Go through the entries and set each one down exactly.

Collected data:
-- -- --

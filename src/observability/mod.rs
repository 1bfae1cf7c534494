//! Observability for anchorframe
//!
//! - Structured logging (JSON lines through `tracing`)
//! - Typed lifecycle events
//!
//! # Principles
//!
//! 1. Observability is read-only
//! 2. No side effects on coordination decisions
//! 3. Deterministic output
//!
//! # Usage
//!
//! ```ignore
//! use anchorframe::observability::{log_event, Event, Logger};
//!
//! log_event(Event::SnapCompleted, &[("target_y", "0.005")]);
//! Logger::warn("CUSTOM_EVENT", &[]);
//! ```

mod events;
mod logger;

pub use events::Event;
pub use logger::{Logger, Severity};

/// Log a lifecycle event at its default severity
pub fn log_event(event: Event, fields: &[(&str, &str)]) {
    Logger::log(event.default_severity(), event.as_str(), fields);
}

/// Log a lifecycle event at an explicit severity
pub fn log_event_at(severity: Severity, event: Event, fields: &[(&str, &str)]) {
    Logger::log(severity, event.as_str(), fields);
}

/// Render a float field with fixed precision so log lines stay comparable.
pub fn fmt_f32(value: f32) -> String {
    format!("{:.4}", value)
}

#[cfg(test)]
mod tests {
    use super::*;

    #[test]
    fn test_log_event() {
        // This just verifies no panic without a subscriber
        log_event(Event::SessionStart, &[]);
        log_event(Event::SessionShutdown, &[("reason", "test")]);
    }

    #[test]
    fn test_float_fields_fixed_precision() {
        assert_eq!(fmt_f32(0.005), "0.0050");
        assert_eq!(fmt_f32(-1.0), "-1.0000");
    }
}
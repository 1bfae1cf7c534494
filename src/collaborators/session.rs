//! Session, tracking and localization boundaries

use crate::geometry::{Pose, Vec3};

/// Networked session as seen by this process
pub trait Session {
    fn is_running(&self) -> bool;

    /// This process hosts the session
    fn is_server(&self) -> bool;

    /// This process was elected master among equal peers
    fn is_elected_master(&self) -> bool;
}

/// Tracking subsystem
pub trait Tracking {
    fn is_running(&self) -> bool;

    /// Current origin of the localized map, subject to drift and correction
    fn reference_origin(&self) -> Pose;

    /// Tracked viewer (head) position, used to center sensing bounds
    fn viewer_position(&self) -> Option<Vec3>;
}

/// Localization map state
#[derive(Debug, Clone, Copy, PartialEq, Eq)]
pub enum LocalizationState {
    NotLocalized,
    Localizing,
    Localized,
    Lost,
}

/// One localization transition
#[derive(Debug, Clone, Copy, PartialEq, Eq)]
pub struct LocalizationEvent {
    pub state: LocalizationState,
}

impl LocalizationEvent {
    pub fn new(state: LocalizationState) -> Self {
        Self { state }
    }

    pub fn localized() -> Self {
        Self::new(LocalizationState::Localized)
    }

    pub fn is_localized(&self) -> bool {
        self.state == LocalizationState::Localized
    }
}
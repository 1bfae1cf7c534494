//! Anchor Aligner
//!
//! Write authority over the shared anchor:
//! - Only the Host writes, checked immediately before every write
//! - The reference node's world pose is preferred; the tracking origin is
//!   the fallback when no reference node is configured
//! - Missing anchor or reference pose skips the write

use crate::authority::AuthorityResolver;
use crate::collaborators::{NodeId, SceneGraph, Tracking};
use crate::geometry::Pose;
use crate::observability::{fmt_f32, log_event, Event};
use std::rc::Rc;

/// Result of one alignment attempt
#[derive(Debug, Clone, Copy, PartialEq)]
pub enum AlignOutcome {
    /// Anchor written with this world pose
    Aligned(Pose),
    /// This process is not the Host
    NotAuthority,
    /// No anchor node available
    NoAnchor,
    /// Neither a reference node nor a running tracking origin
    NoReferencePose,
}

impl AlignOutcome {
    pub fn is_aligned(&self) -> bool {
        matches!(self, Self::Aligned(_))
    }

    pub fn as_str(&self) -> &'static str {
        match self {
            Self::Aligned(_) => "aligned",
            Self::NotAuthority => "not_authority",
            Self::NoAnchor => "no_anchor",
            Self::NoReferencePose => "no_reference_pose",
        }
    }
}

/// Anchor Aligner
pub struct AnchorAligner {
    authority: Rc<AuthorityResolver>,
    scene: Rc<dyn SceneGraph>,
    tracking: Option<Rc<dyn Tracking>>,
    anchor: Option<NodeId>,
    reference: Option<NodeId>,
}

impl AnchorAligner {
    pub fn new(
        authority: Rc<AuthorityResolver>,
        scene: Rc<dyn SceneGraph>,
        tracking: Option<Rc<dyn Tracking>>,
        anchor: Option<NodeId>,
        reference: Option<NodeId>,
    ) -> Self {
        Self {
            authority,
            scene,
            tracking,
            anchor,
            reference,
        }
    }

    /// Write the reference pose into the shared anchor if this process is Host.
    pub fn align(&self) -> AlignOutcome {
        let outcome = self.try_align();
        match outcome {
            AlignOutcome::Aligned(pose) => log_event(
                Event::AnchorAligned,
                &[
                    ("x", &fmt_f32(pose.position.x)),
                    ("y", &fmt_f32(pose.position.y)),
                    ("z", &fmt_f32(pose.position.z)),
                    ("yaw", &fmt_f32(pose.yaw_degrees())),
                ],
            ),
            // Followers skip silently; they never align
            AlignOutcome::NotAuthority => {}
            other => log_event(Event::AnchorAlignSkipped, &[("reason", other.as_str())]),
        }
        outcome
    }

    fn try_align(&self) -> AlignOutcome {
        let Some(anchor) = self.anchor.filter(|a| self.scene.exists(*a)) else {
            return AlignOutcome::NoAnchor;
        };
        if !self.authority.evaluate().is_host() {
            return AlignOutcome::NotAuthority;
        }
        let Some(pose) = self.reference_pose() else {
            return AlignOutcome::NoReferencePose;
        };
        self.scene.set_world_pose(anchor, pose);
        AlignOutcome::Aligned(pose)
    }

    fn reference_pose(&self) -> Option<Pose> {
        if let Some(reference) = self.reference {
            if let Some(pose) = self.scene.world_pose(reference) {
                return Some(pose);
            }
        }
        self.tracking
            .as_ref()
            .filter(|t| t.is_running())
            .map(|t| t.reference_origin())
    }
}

-- -- --

Expected answer:
filename src/observability/mod.rs
repository 1bfae1cf7c534494
//! Observability for anchorframe
//!
//! - Structured logging (JSON lines through `tracing`)
//! - Typed lifecycle events
//!
//! # Principles
//!
//! 1. Observability is read-only
//! 2. No side effects on coordination decisions
//! 3. Deterministic output
//!
//! # Usage
//!
//! ```ignore
//! use anchorframe::observability::{log_event, Event, Logger};
//!
//! log_event(Event::SnapCompleted, &[("target_y", "0.005")]);
//! Logger::warn("CUSTOM_EVENT", &[]);
//! ```

mod events;
mod logger;

pub use events::Event;
pub use logger::{Logger, Severity};

/// Log a lifecycle event at its default severity
pub fn log_event(event: Event, fields: &[(&str, &str)]) {
    Logger::log(event.default_severity(), event.as_str(), fields);
}

/// Log a lifecycle event at an explicit severity
pub fn log_event_at(severity: Severity, event: Event, fields: &[(&str, &str)]) {
    Logger::log(severity, event.as_str(), fields);
}

/// Render a float field with fixed precision so log lines stay comparable.
pub fn fmt_f32(value: f32) -> String {
    format!("{:.4}", value)
}

#[cfg(test)]
mod tests {
    use super::*;

    #[test]
    fn test_log_event() {
        // This just verifies no panic without a subscriber
        log_event(Event::SessionStart, &[]);
        log_event(Event::SessionShutdown, &[("reason", "test")]);
    }

    #[test]
    fn test_float_fields_fixed_precision() {
        assert_eq!(fmt_f32(0.005), "0.0050");
        assert_eq!(fmt_f32(-1.0), "-1.0000");
    }
}
repository 1bfae1cf7c534494
filename src/collaborators/session.rs
//! Session, tracking and localization boundaries

use crate::geometry::{Pose, Vec3};

/// Networked session as seen by this process
pub trait Session {
    fn is_running(&self) -> bool;

    /// This process hosts the session
    fn is_server(&self) -> bool;

    /// This process was elected master among equal peers
    fn is_elected_master(&self) -> bool;
}

/// Tracking subsystem
pub trait Tracking {
    fn is_running(&self) -> bool;

    /// Current origin of the localized map, subject to drift and correction
    fn reference_origin(&self) -> Pose;

    /// Tracked viewer (head) position, used to center sensing bounds
    fn viewer_position(&self) -> Option<Vec3>;
}

/// Localization map state
#[derive(Debug, Clone, Copy, PartialEq, Eq)]
pub enum LocalizationState {
    NotLocalized,
    Localizing,
    Localized,
    Lost,
}

/// One localization transition
#[derive(Debug, Clone, Copy, PartialEq, Eq)]
pub struct LocalizationEvent {
    pub state: LocalizationState,
}

impl LocalizationEvent {
    pub fn new(state: LocalizationState) -> Self {
        Self { state }
    }

    pub fn localized() -> Self {
        Self::new(LocalizationState::Localized)
    }

    pub fn is_localized(&self) -> bool {
        self.state == LocalizationState::Localized
    }
}
repository 1bfae1cf7c534494
//! Anchor Aligner
//!
//! Write authority over the shared anchor:
//! - Only the Host writes, checked immediately before every write
//! - The reference node's world pose is preferred; the tracking origin is
//!   the fallback when no reference node is configured
//! - Missing anchor or reference pose skips the write

use crate::authority::AuthorityResolver;
use crate::collaborators::{NodeId, SceneGraph, Tracking};
use crate::geometry::Pose;
use crate::observability::{fmt_f32, log_event, Event};
use std::rc::Rc;

/// Result of one alignment attempt
#[derive(Debug, Clone, Copy, PartialEq)]
pub enum AlignOutcome {
    /// Anchor written with this world pose
    Aligned(Pose),
    /// This process is not the Host
    NotAuthority,
    /// No anchor node available
    NoAnchor,
    /// Neither a reference node nor a running tracking origin
    NoReferencePose,
}

impl AlignOutcome {
    pub fn is_aligned(&self) -> bool {
        matches!(self, Self::Aligned(_))
    }

    pub fn as_str(&self) -> &'static str {
        match self {
            Self::Aligned(_) => "aligned",
            Self::NotAuthority => "not_authority",
            Self::NoAnchor => "no_anchor",
            Self::NoReferencePose => "no_reference_pose",
        }
    }
}

/// Anchor Aligner
pub struct AnchorAligner {
    authority: Rc<AuthorityResolver>,
    scene: Rc<dyn SceneGraph>,
    tracking: Option<Rc<dyn Tracking>>,
    anchor: Option<NodeId>,
    reference: Option<NodeId>,
}

impl AnchorAligner {
    pub fn new(
        authority: Rc<AuthorityResolver>,
        scene: Rc<dyn SceneGraph>,
        tracking: Option<Rc<dyn Tracking>>,
        anchor: Option<NodeId>,
        reference: Option<NodeId>,
    ) -> Self {
        Self {
            authority,
            scene,
            tracking,
            anchor,
            reference,
        }
    }

    /// Write the reference pose into the shared anchor if this process is Host.
    pub fn align(&self) -> AlignOutcome {
        let outcome = self.try_align();
        match outcome {
            AlignOutcome::Aligned(pose) => log_event(
                Event::AnchorAligned,
                &[
                    ("x", &fmt_f32(pose.position.x)),
                    ("y", &fmt_f32(pose.position.y)),
                    ("z", &fmt_f32(pose.position.z)),
                    ("yaw", &fmt_f32(pose.yaw_degrees())),
                ],
            ),
            // Followers skip silently; they never align
            AlignOutcome::NotAuthority => {}
            other => log_event(Event::AnchorAlignSkipped, &[("reason", other.as_str())]),
        }
        outcome
    }

    fn try_align(&self) -> AlignOutcome {
        let Some(anchor) = self.anchor.filter(|a| self.scene.exists(*a)) else {
            return AlignOutcome::NoAnchor;
        };
        if !self.authority.evaluate().is_host() {
            return AlignOutcome::NotAuthority;
        }
        let Some(pose) = self.reference_pose() else {
            return AlignOutcome::NoReferencePose;
        };
        self.scene.set_world_pose(anchor, pose);
        AlignOutcome::Aligned(pose)
    }

    fn reference_pose(&self) -> Option<Pose> {
        if let Some(reference) = self.reference {
            if let Some(pose) = self.scene.world_pose(reference) {
                return Some(pose);
            }
        }
        self.tracking
            .as_ref()
            .filter(|t| t.is_running())
            .map(|t| t.reference_origin())
    }
}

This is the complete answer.